The breakdown, however, is about a lot more than an apology: The flotilla itself, after all, had sailed in direct challenge to the Gaza blockade, with the support of the Turkish government — an expression of the fact that Ankara was no longer willing to follow its NATO allies, under U.S. leadership, in turning a blind eye to the plight of the beleaguered Palestinians. Israeli leaders and their most enthusiastic boosters in Washington like to paint this as a sign that Turkey had “gone over” to the region’s Iranian-led “resistance” camp, but despite the ruling AK Party’s roots in moderate political Islam and its insistence on a political solution to the nuclear standoff with Iran, Turkey is in fact a regional rival for influence with Tehran. Ankara’s stance on the Palestinians, like its refusal to support or enable the Bush Administration’s invasion of Iraq and its stance on the Iran nuclear issue or its break with the Syrian regime of President Bashar al-Assad, is based on its own reading of what’s good for the region — which is quite different from Washington’s — and on Turkish public opinion. And, as if to underscore the fact that its break with Israel doesn’t threaten its commitment to NATO, Turkey announced last week that it had agreed to host radar installations for a NATO missile defense system targeting Iran.

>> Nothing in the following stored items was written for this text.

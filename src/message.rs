//! Commit message synthesis.

use crate::changeset::ChangeSet;

const GROUP_SEPARATOR: &str = " , ";
const PATH_SEPARATOR: &str = ", ";

/// Renders a one-line summary of the change set.
///
/// Consecutive entries of the same kind form a group introduced by the kind's
/// label, e.g. `add a.txt, b.txt , update c.txt`. Entries are rendered in the
/// set's canonical order.
#[must_use]
pub fn render(changes: &ChangeSet) -> String {
    let mut message = String::new();
    let mut current_kind = None;

    for entry in changes {
        if current_kind == Some(entry.kind()) {
            message.push_str(PATH_SEPARATOR);
        } else {
            if current_kind.is_some() {
                message.push_str(GROUP_SEPARATOR);
            }
            message.push_str(entry.kind().label());
            current_kind = Some(entry.kind());
        }
        message.push_str(entry.path());
    }

    message
}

Turkey’s actions also reflect a growing international impatience with and loss of faith in Washington’s handling of the Israeli-Palestinian conflict. Israel is worried, with good reason, that Egypt — whose foreign policy has been made more responsive to public opinion by the overthrow of the Israel-friendly U.S.-backed President Hosni Mubarak last February — may follow the Turkish example.

And the fact that a Palestinian leadership that has essentially mortgaged its political fate to the U.S. for the past two decades is now proceeding, over Washington’s objections, to seek U.N. recognition of a state based on the 1967 — and will likely win the backing of the overwhelming majority of member states — is testimony to the collapse of a tacit acceptance by U.S. allies since the Oslo Accords that the Israeli-Palestinian file would remain Washington’s exclusive preserve.